世帯分離をすれば、親の介護保険料は必ず下がりますか

必ずではありません。本人の所得と世帯の市民税課税状況などで段階が決まります。現在の段階と世帯状況を久留米市介護保険課へ確認してください。

施設へ入所して住所を移せば、食費と居住費は軽減されますか

住所を移すだけでは決まりません。負担限度額認定では、世帯の市民税課税状況、別世帯を含む配偶者の課税状況、預貯金等の要件を確認します。

世帯分離の手続きは、ケアマネジャーに頼めますか

届出と判定は行政窓口の担当です。ケアマネジャーには介護サービス費の状況を相談し、住民票の届出は市民課、介護保険の判定は介護保険課へ確認します。

相談へ行くとき、何を持っていけばよいですか

介護保険料通知書、負担割合証、施設の請求書、医療保険の資格情報、家族関係と住民票上の世帯が分かるメモを準備します。窓口ごとに必要書類は異なるため、来庁前に聞いてください。

参照した一次情報

高額介護サービス費と高額医療・高額介護合算制度の判定単位は、久留米市「高額介護サービス費・高額医療合算介護サービス費」(https://www.city.kurume.fukuoka.jp/1070kenkou/2030koureikaigo/3060kaigoservice/03_08_01.html)を2026年8月22日に確認しました。

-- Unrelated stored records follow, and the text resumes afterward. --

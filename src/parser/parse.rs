//! Main parser coordinator
//!
//! This module provides the [`Parser`] struct and core parsing infrastructure,
//! including the error type, helper methods, and the main parse entry point.
//!
//! # Parser Architecture
//!
//! The Parser uses recursive descent with the following organization:
//! - This module: Parser struct, helper methods, and coordination
//! - `statements`: simple and compound statements, blocks
//! - `expressions`: expressions by precedence level, f-strings
//!
//! Parser methods are split across files using `impl Parser` blocks, so each
//! module extends the Parser with related functionality while sharing its state.

use crate::parser::ast::*;
use crate::parser::lexer::{LexError, Lexer, Token, TokenKind};
use thiserror::Error;

/// Parser error type
#[derive(Debug, Clone, Error)]
#[error("line {}: {message}", .location.line)]
pub struct ParseError {
    pub message: String,
    pub location: SourceLocation,
}

impl ParseError {
    pub fn new(message: impl Into<String>, location: SourceLocation) -> Self {
        ParseError {
            message: message.into(),
            location,
        }
    }
}

impl From<LexError> for ParseError {
    fn from(err: LexError) -> Self {
        ParseError {
            message: err.message,
            location: err.location,
        }
    }
}

/// Parse a complete source unit
pub fn parse(source: &str) -> Result<Program, ParseError> {
    Parser::new(source)?.parse_program()
}

/// Deepest nesting of brackets, unary operators and blocks the parser accepts
pub const MAX_NESTING: usize = 100;

/// Recursive descent parser for the scripting subset
pub struct Parser {
    pub(crate) tokens: Vec<Token>,
    pub(crate) position: usize,
    depth: usize,
}

impl Parser {
    pub fn new(source: &str) -> Result<Self, ParseError> {
        let mut lexer = Lexer::new(source);
        let tokens = lexer.tokenize()?;
        Ok(Self {
            tokens,
            position: 0,
            depth: 0,
        })
    }

    /// Parse the entire program
    pub fn parse_program(&mut self) -> Result<Program, ParseError> {
        let mut program = Program::new();

        while !self.is_at_end() {
            if self.match_token(&TokenKind::Newline) {
                continue;
            }
            if self.check(&TokenKind::Indent) {
                return Err(ParseError::new(
                    "unexpected indent",
                    self.current_location(),
                ));
            }
            let statements = self.parse_statement()?;
            program.body.extend(statements);
        }

        Ok(program)
    }

    // ===== Helper methods =====

    /// Run `parse` one nesting level deeper, failing past [`MAX_NESTING`]
    pub(crate) fn nested<T>(
        &mut self,
        parse: impl FnOnce(&mut Self) -> Result<T, ParseError>,
    ) -> Result<T, ParseError> {
        if self.depth >= MAX_NESTING {
            return Err(ParseError::new(
                format!("too many nested levels (limit is {})", MAX_NESTING),
                self.current_location(),
            ));
        }
        self.depth += 1;
        let result = parse(self);
        self.depth -= 1;
        result
    }

    pub(crate) fn match_token(&mut self, kind: &TokenKind) -> bool {
        if self.check(kind) {
            self.advance();
            true
        } else {
            false
        }
    }

    pub(crate) fn check(&self, kind: &TokenKind) -> bool {
        std::mem::discriminant(&self.peek().kind) == std::mem::discriminant(kind)
    }

    pub(crate) fn check_ahead(&self, n: usize, kind: &TokenKind) -> bool {
        self.peek_ahead(n)
            .is_some_and(|t| std::mem::discriminant(&t.kind) == std::mem::discriminant(kind))
    }

    pub(crate) fn advance(&mut self) -> &Token {
        if !self.is_at_end() {
            self.position += 1;
        }
        self.previous()
    }

    pub(crate) fn is_at_end(&self) -> bool {
        matches!(self.peek().kind, TokenKind::Eof)
    }

    pub(crate) fn peek(&self) -> &Token {
        let last = self.tokens.len().saturating_sub(1);
        &self.tokens[self.position.min(last)]
    }

    pub(crate) fn peek_ahead(&self, n: usize) -> Option<&Token> {
        self.tokens.get(self.position + n)
    }

    pub(crate) fn previous(&self) -> &Token {
        &self.tokens[self.position.saturating_sub(1)]
    }

    pub(crate) fn current_location(&self) -> SourceLocation {
        self.peek().location
    }

    pub(crate) fn expect_token(
        &mut self,
        kind: &TokenKind,
        message: &str,
    ) -> Result<(), ParseError> {
        if self.check(kind) {
            self.advance();
            Ok(())
        } else {
            Err(self.error_here(message))
        }
    }

    pub(crate) fn expect_colon(&mut self, ctx: &str) -> Result<(), ParseError> {
        self.expect_token(&TokenKind::Colon, &format!("expected ':' {ctx}"))
    }

    pub(crate) fn expect_rparen(&mut self, ctx: &str) -> Result<(), ParseError> {
        self.expect_token(&TokenKind::RParen, &format!("expected ')' {ctx}"))
    }

    pub(crate) fn expect_identifier(&mut self, ctx: &str) -> Result<String, ParseError> {
        if let TokenKind::Ident(name) = &self.peek().kind {
            let name = name.clone();
            self.advance();
            Ok(name)
        } else {
            Err(self.error_here(&format!("expected a name {ctx}")))
        }
    }

    pub(crate) fn error_here(&self, message: &str) -> ParseError {
        ParseError::new(
            format!("invalid syntax: {}, found {}", message, self.peek()),
            self.current_location(),
        )
    }
}

#[cfg(test)]
mod tests {
    use super::*;

    #[test]
    fn test_parse_assignment_and_print() {
        let program = parse("x = 1\nprint(x)\n").unwrap();
        assert_eq!(program.body.len(), 2);
        match &program.body[0].kind {
            StmtKind::Assign { targets, .. } => {
                assert!(matches!(&targets[0], Target::Name(n) if n == "x"));
            }
            other => panic!("expected assignment, got {:?}", other),
        }
        assert_eq!(program.body[1].location.line, 2);
    }

    #[test]
    fn test_parse_function_def() {
        let source = "def add(a, b=2):\n    return a + b\n";
        let program = parse(source).unwrap();
        match &program.body[0].kind {
            StmtKind::FunctionDef(def) => {
                assert_eq!(def.name, "add");
                assert_eq!(def.params.len(), 2);
                assert!(def.params[1].default.is_some());
                assert_eq!(def.body.len(), 1);
            }
            other => panic!("expected function definition, got {:?}", other),
        }
    }

    #[test]
    fn test_parse_if_elif_else() {
        let source = "if x > 0:\n    y = 1\nelif x < 0:\n    y = -1\nelse:\n    y = 0\n";
        let program = parse(source).unwrap();
        assert_eq!(program.body.len(), 1);
        match &program.body[0].kind {
            StmtKind::If { branches, orelse } => {
                assert_eq!(branches.len(), 2);
                assert_eq!(branches[1].location.line, 3);
                assert!(orelse.is_some());
            }
            other => panic!("expected if statement, got {:?}", other),
        }
    }

    #[test]
    fn test_semicolon_statements_share_a_line() {
        let program = parse("a = 1; b = 2\n").unwrap();
        assert_eq!(program.body.len(), 2);
        assert!(program.body[0].starts_line);
        assert!(!program.body[1].starts_line);
    }

    #[test]
    fn test_tuple_unpacking_target() {
        let program = parse("a, b = b, a\n").unwrap();
        match &program.body[0].kind {
            StmtKind::Assign { targets, value } => {
                assert!(matches!(&targets[0], Target::Tuple(items) if items.len() == 2));
                assert!(matches!(value, Expr::Tuple(items) if items.len() == 2));
            }
            other => panic!("expected assignment, got {:?}", other),
        }
    }

    #[test]
    fn test_chained_comparison() {
        let program = parse("ok = 0 <= i < n\n").unwrap();
        match &program.body[0].kind {
            StmtKind::Assign { value: Expr::Compare { rest, .. }, .. } => {
                assert_eq!(rest.len(), 2);
            }
            other => panic!("expected comparison, got {:?}", other),
        }
    }

    #[test]
    fn test_syntax_error_reports_line() {
        let err = parse("x = 1\ny = (2\n").unwrap_err();
        assert!(err.location.line >= 2);
        let err = parse("if x\n    y = 1\n").unwrap_err();
        assert_eq!(err.location.line, 1);
    }

    /// Parse on a thread with room for deep recursion; returns the error message
    fn parse_error_of(source: String) -> Option<String> {
        std::thread::Builder::new()
            .name("deep_parse".to_string())
            .stack_size(16 * 1024 * 1024)
            .spawn(move || parse(&source).err().map(|err| err.message))
            .expect("spawn parse thread")
            .join()
            .expect("parser does not panic")
    }

    #[test]
    fn test_nesting_limit() {
        let nested = |depth: usize| format!("x = {}1{}\n", "(".repeat(depth), ")".repeat(depth));
        assert_eq!(parse_error_of(nested(MAX_NESTING - 1)), None);

        let message = parse_error_of(nested(20_000)).expect("too deep");
        assert!(message.contains("too many nested levels"));

        let negations = format!("x = {}1\n", "-".repeat(20_000));
        assert!(parse_error_of(negations).is_some());
    }

    #[test]
    fn test_block_nesting_limit() {
        let mut source = String::new();
        for level in 0..MAX_NESTING + 1 {
            source.push_str(&" ".repeat(level));
            source.push_str("if True:\n");
        }
        source.push_str(&" ".repeat(MAX_NESTING + 1));
        source.push_str("pass\n");
        let message = parse_error_of(source).expect("too deep");
        assert!(message.contains("too many nested levels"));
    }
}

65歳以上の介護保険料は、久留米市「第1号被保険者(65歳以上)の保険料」(https://www.city.kurume.fukuoka.jp/1070kenkou/2030koureikaigo/3040kaigohokenryou/03_02_01.html)で確認しました。確認日は同日です。

負担限度額認定の配偶者要件は、久留米市「高齢者支援パンフレット(令和8年度版)」39ページ(https://www.city.kurume.fukuoka.jp/1070kenkou/2030koureikaigo/3030kaigoseido/files/R8koreisyashienpamphlet.pdf.pdf)に基づきます。こちらも同日の確認です。

明日やることは一つです。今いちばん困っている請求書か通知書を一枚選び、その制度の判定単位を久留米市へ尋ねてください。